The largest West African monkeypox outbreak in history began in Nigeria in September 2017. No exported cases were reported for almost the first year of the outbreak. However, within a three-week period in September 2018, three unlinked travelers infected with monkeypox left Nigeria and arrived in two countries. Seven months later, a Nigerian national became ill with monkeypox in Singapore.
These “exportations” represent the first time a human host was documented to transfer monkeypox from the African continent. However, there have been a handful of examples of monkeypox outbreaks in animals within laboratories and zoos with no clearly identified source of infection since monkeypox was identified in monkeys in 1958. The source of the 2003 monkeypox outbreak in the US was determined to be a shipment of rodents from West Africa. At the time these outbreaks did not cause the “mass psychosis” about a monkey disease that has appeared since the onset of the COVID-19 pandemic.
Given the lessons-learned from COVID-19, some countries are already implementing guidelines to keep “safe” during this period. The procedures are really no different from COVID-19 protocols in terms of remaining as sanitary as possible. Washing hands and masks still may be required if you so choose.
Yet, here is the rub: Scientists have been keeping an eye on monkeypox ever since an eradication campaign for smallpox, a “cousin” virus, decreased significantly in the 1970s. Once smallpox was no longer a threat thanks to worldwide vaccinations, public health officials stopped recommending smallpox inoculation which also kept monkeypox at bay. With each year that has passed since smallpox’s eradication, the population with weakened or no immunity to these viruses has grown. The worry, not confirmed, is that the spread is among those who need a smallpox vaccination.
The World Health Organization confirms a very tiny 80 confirmed cases so far and 50 pending investigations. More cases are likely to be reported as medical surveillance expands. To be sure, WHO is working with the affected countries to expand disease surveillance to find and support people who may be affected, and to provide guidance on how to manage the disease. WHO’s Strategic and Technical Advisory Group on Infectious Hazards with Pandemic and Epidemic Potential met to discuss the disease and response strategies.
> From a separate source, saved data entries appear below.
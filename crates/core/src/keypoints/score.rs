use std::{collections::BTreeMap, sync::LazyLock};

use regex::Regex;

use super::{Category, keywords::CategoryKeywords};

/// Sentences with fewer words than this are never scored.
pub const MIN_WORDS: usize = 10;

const FULL_THOUGHT_WORDS: usize = 15;

const ILLUSTRATIVE_MARKERS: [&str; 3] = ["example", "instance", "case"];

static AUXILIARY_VERB: LazyLock<Regex> = LazyLock::new(|| {
    Regex::new(r"\b(is|are|was|were|have|has|do|does|should|must|can|will)\b")
        .expect("valid auxiliary verb regex")
});

#[derive(Debug, Clone, PartialEq, Eq)]
pub struct ScoredSentence {
    pub score: u32,
    pub text: String,
}

impl ScoredSentence {
    fn char_len(&self) -> usize {
        self.text.chars().count()
    }
}

/// Score of `sentence` for one category, or `None` if it does not qualify:
/// too few words, or no keyword of the category present.
pub fn score_sentence(sentence: &str, keywords: &CategoryKeywords) -> Option<u32> {
    let word_count = sentence.split_whitespace().count();
    if word_count < MIN_WORDS {
        return None;
    }

    let lower = sentence.to_lowercase();
    let mut score = keywords.keyword_score(&lower);
    if score == 0 {
        return None;
    }

    if AUXILIARY_VERB.is_match(&lower) {
        score += 1;
    }
    if word_count >= FULL_THOUGHT_WORDS {
        score += 1;
    }
    if !ILLUSTRATIVE_MARKERS
        .iter()
        .any(|marker| lower.contains(marker))
    {
        score += 1;
    }

    Some(score)
}

/// Build the candidate pool of every category from `sentences`, preserving
/// sentence order within each pool. A sentence enters a pool at most once;
/// when several tables share a category it keeps its best score.
pub fn score_sentences(
    sentences: &[String],
    tables: &[CategoryKeywords],
) -> BTreeMap<Category, Vec<ScoredSentence>> {
    let mut pools: BTreeMap<Category, Vec<ScoredSentence>> = BTreeMap::new();

    for sentence in sentences {
        let mut best: BTreeMap<Category, u32> = BTreeMap::new();
        for table in tables {
            if let Some(score) = score_sentence(sentence, table) {
                let entry = best.entry(table.category).or_insert(score);
                *entry = (*entry).max(score);
            }
        }

        for (category, score) in best {
            pools.entry(category).or_default().push(ScoredSentence {
                score,
                text: sentence.clone(),
            });
        }
    }

    pools
}

/// Highest score first, shorter sentence on ties. The sort is stable, so
/// equal entries keep their source order.
pub fn rank(pool: &mut [ScoredSentence]) {
    pool.sort_by(|a, b| {
        b.score
            .cmp(&a.score)
            .then_with(|| a.char_len().cmp(&b.char_len()))
    });
}

/// Rank a pool and keep the text of the first `limit` entries.
pub fn select_top(mut pool: Vec<ScoredSentence>, limit: usize) -> Vec<String> {
    rank(&mut pool);
    pool.into_iter().take(limit).map(|s| s.text).collect()
}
Given the outbreaks that appear so far to occur in very small clusters, the strategy for a greater spread is to “ring” the area. Healthcare workers would probably instead use a method called “ring vaccination” to contain the spread of monkeypox: This is to vaccinate the closest contacts of people who have been infected with monkeypox to cut off any further routes of transmission.
Now monkeypox is a political issue that requires facts, not hype. Probabilities are low with containment strategies but health officials are right to be highly attentive to monkeypox’s spread patterns this summer.